Boeing, NASA and other large organisations have entire teams dedicated to creating checklists. Fortunately, you can capture significant improvements using checklists even if you are working on your own. The following six step process is designed to help you create and use your first checklist. Once you become confident with the process, you can develop checklists for other important activities in your life and work (e.g. preparing for an international trip or launching a product).
One note of caution before we proceed. Resist the urge to create a complex checklist with dozens of steps. After all, a checklist only produces value if it is used. As with any other skill, it makes sense to walk before you run.
Step 1: Identify “Stupid Mistakes” That Cause Failure
Understanding the most significant causes of failure is the first step in creating a helpful checklist. For this blog post, I will use the example of creating a corporate financial report. Two of the common causes of failure are data source problems and model performance errors. Addressing these mistakes will form the focus of the checklist.
Step 2: Seek Additional Input From Others
With most types of work, there are other people in your organisation who either do similar work or who use the results of your work. Ask these people for their ideas on the common causes of failure or what they would suggest checking. I have found that many people are willing to offer some thoughts and observations, especially if they are impacted by your work.
Step 3: Create Simple “Do” Steps
‘Do’ steps are exactly what they sound like – reminders to do a specific action. In the case of a corporate financial report, you could check the structure and size of the data source files for validity, using previous reports as a baseline. Likewise, you can check data connections in the model to ensure that data is flowing through the model correctly.
Step 4: Create Simple “Talk” Steps
This step comes from Gawande’s example of a checklist in the operating room. In his example, he created a step on the checklist where everyone introduces them by name and role. In the project management context, ‘Talk’ steps are even more important. The ‘talk’ steps selected for the checklist are designed to prevent the major causes of failure. In the case of a financial report, one could schedule a short meeting with the stakeholders to review the draft report before it is approved for release.

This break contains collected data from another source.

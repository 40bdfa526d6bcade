use std::fmt;
use std::sync::OnceLock;

/// Memoized binary encoding of an immutable clock value.
///
/// The encoding is a pure function of the clock, so two threads racing to fill the cache would
/// store identical bytes. Clones carry the cached bytes along; clocks built by `tick`/`tock`
/// start with an empty cache.
#[derive(Clone, Default)]
pub(crate) struct EncodedCache(OnceLock<Box<[u8]>>);

impl EncodedCache {
    pub(crate) fn get_or_encode(&self, encode: impl FnOnce() -> Vec<u8>) -> &[u8] {
        self.0.get_or_init(|| encode().into_boxed_slice())
    }

    pub(crate) fn is_filled(&self) -> bool {
        self.0.get().is_some()
    }
}

impl fmt::Debug for EncodedCache {
    fn fmt(&self, f: &mut fmt::Formatter<'_>) -> fmt::Result {
        f.debug_struct("EncodedCache").field("filled", &self.is_filled()).finish()
    }
}

#[cfg(test)]
mod tests {
    use super::*;

    #[test]
    fn test_encodes_once() {
        let cache = EncodedCache::default();
        assert!(!cache.is_filled());

        let mut calls = 0;
        assert_eq!(
            cache.get_or_encode(|| {
                calls += 1;
                vec![1, 2]
            }),
            &[1, 2]
        );
        assert_eq!(cache.get_or_encode(|| vec![9]), &[1, 2]);
        assert_eq!(calls, 1);
        assert!(cache.is_filled());
        assert!(cache.clone().is_filled());
    }
}
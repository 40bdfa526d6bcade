//! Error types shared by every clock family.

use thiserror::Error;

/// A specialized `Result` type for clock operations.
pub type Result<T> = std::result::Result<T, ClockError>;

/// Errors raised while decoding clocks or validating their identifiers.
#[derive(Debug, Error, Clone, PartialEq, Eq)]
pub enum ClockError {
    /// The input ended before a complete clock (or a complete trailing entry) could be read.
    #[error("truncated input: needed {expected} bytes, found {actual}")]
    Truncated {
        /// Number of bytes the layout requires at this point.
        expected: usize,
        /// Number of bytes actually available.
        actual: usize,
    },

    /// The input has the right shape but its contents cannot be interpreted.
    #[error("malformed input: {0}")]
    Malformed(String),

    /// An identifier was decoded from the wrong number of bytes.
    #[error("identifier must be {expected} bytes, got {actual}")]
    SizeMismatch {
        /// The identifier's required size.
        expected: usize,
        /// The size of the rejected input.
        actual: usize,
    },

    /// Two raw identifiers of different lengths were compared.
    #[error("cannot compare identifiers of {lhs} and {rhs} bytes")]
    LengthMismatch {
        /// Length of the left-hand identifier.
        lhs: usize,
        /// Length of the right-hand identifier.
        rhs: usize,
    },

    /// An identifier's text form contains a reserved delimiter.
    #[error("identifier {text:?} contains reserved delimiter {delimiter:?}")]
    InvalidIdentifier {
        /// The offending identifier text.
        text: String,
        /// The reserved delimiter it contains.
        delimiter: char,
    },

    /// A vector clock names the same identifier more than once.
    #[error("identifier {0} appears more than once")]
    DuplicateIdentifier(String),
}

impl ClockError {
    /// Returns true for errors caused by untrusted input rather than misuse of the API.
    #[must_use]
    pub const fn is_decode_error(&self) -> bool {
        matches!(
            self,
            Self::Truncated { .. }
                | Self::Malformed(_)
                | Self::SizeMismatch { .. }
                | Self::DuplicateIdentifier(_)
        )
    }
}
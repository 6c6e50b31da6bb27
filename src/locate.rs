use std::path::{Path, PathBuf};

use crate::config::AgentConfig;
use crate::error::LocateError;

/// Install locations probed after `PATH`, in order.
const WELL_KNOWN_DIRS: [&str; 4] = [
    "/usr/bin",
    "/usr/local/bin",
    "/opt/chef/bin",
    "/opt/chef/embedded/bin",
];

/// Resolve the absolute path of the agent binary.
///
/// Probes in order: the explicit `agent.bin` override (which must exist when
/// set — a dangling override is an operator mistake, not a reason to fall
/// through), a `PATH` lookup, then the well-known install directories. Not
/// found anywhere is fatal: the caller aborts before any scheduling mutation.
pub fn locate_agent(agent: &AgentConfig) -> Result<PathBuf, LocateError> {
    if let Some(bin) = &agent.bin {
        let path = Path::new(bin);
        if path.is_file() {
            return Ok(path.to_path_buf());
        }
        return Err(LocateError::MissingOverride { path: bin.clone() });
    }

    if let Ok(found) = which::which(&agent.name) {
        return Ok(found);
    }

    for dir in WELL_KNOWN_DIRS {
        let candidate = Path::new(dir).join(&agent.name);
        if candidate.is_file() {
            return Ok(candidate);
        }
    }

    Err(LocateError::NotFound {
        name: agent.name.clone(),
        searched: WELL_KNOWN_DIRS.len(),
    })
}
#![warn(clippy::all, clippy::pedantic)]
#![allow(
    clippy::missing_errors_doc,
    clippy::missing_panics_doc,
    clippy::module_name_repetitions,
    clippy::must_use_candidate
)]

pub mod app;
pub mod cli;
pub mod config;
pub mod error;
pub mod locate;
pub mod platform;
pub mod schedule;
pub mod service;

pub use cli::commands::{Cli, Commands};
pub use config::Config;
pub use error::SyncError;
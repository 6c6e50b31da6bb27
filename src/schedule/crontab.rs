use anyhow::{Context, Result};
use std::fs;
use std::path::PathBuf;

use super::backend::{BackendKind, ScheduleStore, UpsertOutcome};
use super::entry::CronEntry;

/// Plain-table backend: the entry lives as a marker-delimited block inside one
/// shared crontab file. Unrelated lines in the file are preserved
/// byte-for-byte across upserts and removes.
pub struct CrontabStore {
    file: PathBuf,
}

impl CrontabStore {
    pub fn new(file: PathBuf) -> Self {
        Self { file }
    }

    fn begin_marker(name: &str) -> String {
        format!("# cronsync: {name} (begin)")
    }

    fn end_marker(name: &str) -> String {
        format!("# cronsync: {name} (end)")
    }

    fn render_block(entry: &CronEntry) -> String {
        let mut block = String::new();
        block.push_str(&Self::begin_marker(&entry.name));
        block.push('\n');
        for line in entry.variable_lines() {
            block.push_str(&line);
            block.push('\n');
        }
        block.push_str(&entry.table_line());
        block.push('\n');
        block.push_str(&Self::end_marker(&entry.name));
        block.push('\n');
        block
    }

    /// The file content with the named block removed, or `None` when no block
    /// is present.
    fn strip_block(content: &str, name: &str) -> Option<String> {
        let begin = Self::begin_marker(name);
        let end = Self::end_marker(name);

        let mut stripped = String::with_capacity(content.len());
        let mut inside = false;
        let mut found = false;
        for line in content.lines() {
            if !inside && line == begin {
                inside = true;
                found = true;
                continue;
            }
            if inside {
                if line == end {
                    inside = false;
                }
                continue;
            }
            stripped.push_str(line);
            stripped.push('\n');
        }

        found.then_some(stripped)
    }

    /// The lines between the named block's markers, when present.
    fn block_lines<'a>(content: &'a str, name: &str) -> Option<Vec<&'a str>> {
        let begin = Self::begin_marker(name);
        let end = Self::end_marker(name);

        let mut inside = false;
        let mut lines = Vec::new();
        for line in content.lines() {
            if !inside && line == begin {
                inside = true;
                continue;
            }
            if inside {
                if line == end {
                    return Some(lines);
                }
                lines.push(line);
            }
        }
        None
    }

    fn read_file(&self) -> Result<Option<String>> {
        match fs::read_to_string(&self.file) {
            Ok(content) => Ok(Some(content)),
            Err(err) if err.kind() == std::io::ErrorKind::NotFound => Ok(None),
            Err(err) => {
                Err(err).with_context(|| format!("Failed to read {}", self.file.display()))
            }
        }
    }

    fn write_file(&self, content: &str) -> Result<()> {
        if let Some(parent) = self.file.parent() {
            fs::create_dir_all(parent)
                .with_context(|| format!("Failed to create {}", parent.display()))?;
        }
        fs::write(&self.file, content)
            .with_context(|| format!("Failed to write {}", self.file.display()))
    }
}

impl ScheduleStore for CrontabStore {
    fn kind(&self) -> BackendKind {
        BackendKind::Crontab
    }

    fn read(&self, name: &str) -> Result<Option<CronEntry>> {
        let Some(content) = self.read_file()? else {
            return Ok(None);
        };
        let Some(lines) = Self::block_lines(&content, name) else {
            return Ok(None);
        };

        let mut path = None;
        let mut mailto = None;
        let mut entry = None;
        for line in lines {
            if let Some(value) = line.strip_prefix("PATH=") {
                path = Some(value.to_string());
            } else if let Some(value) = line.strip_prefix("MAILTO=") {
                mailto = Some(value.to_string());
            } else if entry.is_none() {
                entry = CronEntry::from_table_line(name, line);
            }
        }

        Ok(entry.map(|entry| CronEntry {
            path,
            mailto,
            ..entry
        }))
    }

    fn upsert(&self, entry: &CronEntry) -> Result<UpsertOutcome> {
        let current = self.read_file()?.unwrap_or_default();
        let mut base = Self::strip_block(&current, &entry.name).unwrap_or_else(|| current.clone());
        if !base.is_empty() && !base.ends_with('\n') {
            base.push('\n');
        }

        let desired = format!("{base}{}", Self::render_block(entry));
        if desired == current {
            return Ok(UpsertOutcome::Unchanged);
        }
        self.write_file(&desired)?;
        Ok(UpsertOutcome::Written)
    }

    fn remove(&self, name: &str) -> Result<bool> {
        let Some(current) = self.read_file()? else {
            return Ok(false);
        };
        let Some(stripped) = Self::strip_block(&current, name) else {
            return Ok(false);
        };
        self.write_file(&stripped)?;
        Ok(true)
    }
}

Step 5: Test The Checklist
Following the above steps, you finally have the chance to put your checklist into action. Expect that your first checklist will have some gaps. Simply take note of those gaps and continue working through the process. In the example of producing a financial report, a gap might be to validate the currency and foreign exchange factors of the source files.
Step 6: Refine the Checklist
Based on your experience in Step 5, it is time to refine and improve the checklist. Continuous improvement is the name of the game in checklist development. As you improve the quality of your work with checklists, consider sharing your findings with other professionals.